Pienso que las reglas siguientes cubren la
mayoría de los casos:
1) Nunca use una metáfora, un símil u otra
figura gramatical que suela ver impresa.
2) Nunca use una palabra larga donde pueda
usar una corta.
3) Si es posible suprimir una palabra,
suprímala siempre.
4)
Nunca use la voz pasiva cuando pueda usar la voz activa.
5) Nunca use una locución extranjera, una
palabra científica o un término de jerga si puede encontrar un equivalente del
inglés cotidiano.
6) Rompa cualquiera de estas reglas antes de
decir una barbaridad.
Estas reglas parecen elementales, y lo son,
pero exigen un profundo cambio de actitud en todos aquellos que se han
acostumbrado a escribir en el estilo que hoy está de moda. Uno puede cumplir
todas ellas y aun así escribir un mal inglés, pero no podría escribir el tipo
de cosas que cité en esos cinco especímenes al comienzo de este artículo.
No he considerado el uso literario del lenguaje, tan sólo el lenguaje como instrumento para expresar y no ocultar o evitar el pensamiento. Stuart Chase y otros han llegado a afirmar que todas las palabras abstractas carecen de sentido y han usado esto como pretexto para defender una especie de quietismo político. Si no sabe qué es el fascismo, ¿cómo puede luchar contra el fascismo? Uno no tiene que tragarse absurdos como éste, pero ha de reconocer que el actual caos político está ligado a la decadencia del lenguaje y que quizá puede aportar alguna mejora empezando por el aspecto verbal.

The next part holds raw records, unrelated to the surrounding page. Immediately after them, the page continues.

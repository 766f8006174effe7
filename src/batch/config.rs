//! Batch run configuration.

use crate::error::ErrorContext;
use crate::{Error, Result};
use serde::{Deserialize, Serialize};
use std::time::Duration;

/// Settings for one batch run. Immutable for the duration of the run.
///
/// Durations are written in milliseconds when (de)serialized, so a YAML
/// config reads `inter_batch_delay_ms: 1000`.
#[derive(Debug, Clone, PartialEq, Eq, Serialize, Deserialize)]
#[serde(default)]
pub struct BatchConfig {
    /// Maximum resolver calls in flight; also the wave size.
    pub concurrency: usize,
    /// Pause between waves.
    #[serde(rename = "inter_batch_delay_ms", with = "duration_ms")]
    pub inter_batch_delay: Duration,
    /// Extra attempts allowed for a retryable failure.
    pub max_retries: u32,
    /// Fixed pause before each retry of a single item.
    #[serde(rename = "retry_backoff_ms", with = "duration_ms")]
    pub retry_backoff: Duration,
    /// Upper bound on one resolver attempt.
    #[serde(rename = "item_timeout_ms", with = "opt_duration_ms")]
    pub item_timeout: Option<Duration>,
    /// Also wait `inter_batch_delay` after the final wave.
    pub trailing_delay: bool,
}

impl Default for BatchConfig {
    fn default() -> Self {
        Self {
            concurrency: 5,
            inter_batch_delay: Duration::from_millis(1000),
            max_retries: 0,
            retry_backoff: Duration::from_millis(2000),
            item_timeout: None,
            trailing_delay: true,
        }
    }
}

impl BatchConfig {
    pub fn new() -> Self {
        Self::default()
    }
    pub fn with_concurrency(mut self, n: usize) -> Self {
        self.concurrency = n;
        self
    }
    pub fn with_inter_batch_delay(mut self, d: Duration) -> Self {
        self.inter_batch_delay = d;
        self
    }
    pub fn with_max_retries(mut self, n: u32) -> Self {
        self.max_retries = n;
        self
    }
    pub fn with_retry_backoff(mut self, d: Duration) -> Self {
        self.retry_backoff = d;
        self
    }
    pub fn with_item_timeout(mut self, d: Duration) -> Self {
        self.item_timeout = Some(d);
        self
    }
    pub fn with_trailing_delay(mut self, enabled: bool) -> Self {
        self.trailing_delay = enabled;
        self
    }

    /// Reject settings the runner cannot honour.
    pub fn validate(&self) -> Result<()> {
        if self.concurrency < 1 {
            return Err(Error::invalid_config(
                "concurrency must be at least 1",
                ErrorContext::new()
                    .with_field_path("batch.concurrency")
                    .with_details(format!("got {}", self.concurrency)),
            ));
        }
        if self.item_timeout == Some(Duration::ZERO) {
            return Err(Error::invalid_config(
                "item timeout must be positive",
                ErrorContext::new().with_field_path("batch.item_timeout_ms"),
            ));
        }
        Ok(())
    }
}

mod duration_ms {
    use serde::{Deserialize, Deserializer, Serializer};
    use std::time::Duration;

    pub fn serialize<S: Serializer>(d: &Duration, s: S) -> Result<S::Ok, S::Error> {
        s.serialize_u64(d.as_millis() as u64)
    }

    pub fn deserialize<'de, D: Deserializer<'de>>(d: D) -> Result<Duration, D::Error> {
        Ok(Duration::from_millis(u64::deserialize(d)?))
    }
}

mod opt_duration_ms {
    use serde::{Deserialize, Deserializer, Serializer};
    use std::time::Duration;

    pub fn serialize<S: Serializer>(d: &Option<Duration>, s: S) -> Result<S::Ok, S::Error> {
        match d {
            Some(d) => s.serialize_some(&(d.as_millis() as u64)),
            None => s.serialize_none(),
        }
    }

    pub fn deserialize<'de, D: Deserializer<'de>>(d: D) -> Result<Option<Duration>, D::Error> {
        Ok(Option::<u64>::deserialize(d)?.map(Duration::from_millis))
    }
}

Si simplifica su inglés, se libera de las
peores tonterías de la ortodoxia. No puede hablar ninguno de los dialectos
necesarios y cuando haga un comentario estúpido su estupidez se tornará obvia,
incluso para usted mismo. El lenguaje político —y, con variaciones, esto es
verdad para todos los partidos políticos, desde los conservadores hasta los
anarquistas— está diseñado para lograr que las mentiras parezcan verdades y el
asesinato respetable, y para dar una apariencia de solidez al mero viento. Uno
no puede cambiar esto en un instante, pero puede cambiar los hábitos personales
y de vez en cuando puede incluso, si se burla en voz bastante alta, lanzar
alguna frase trillada e inútil —alguna bota militar, talón de Aquiles, crisol,
prueba ácida, verdadero infierno, o algún otro desecho o residuo verbal— a la
basura, que es donde pertenece.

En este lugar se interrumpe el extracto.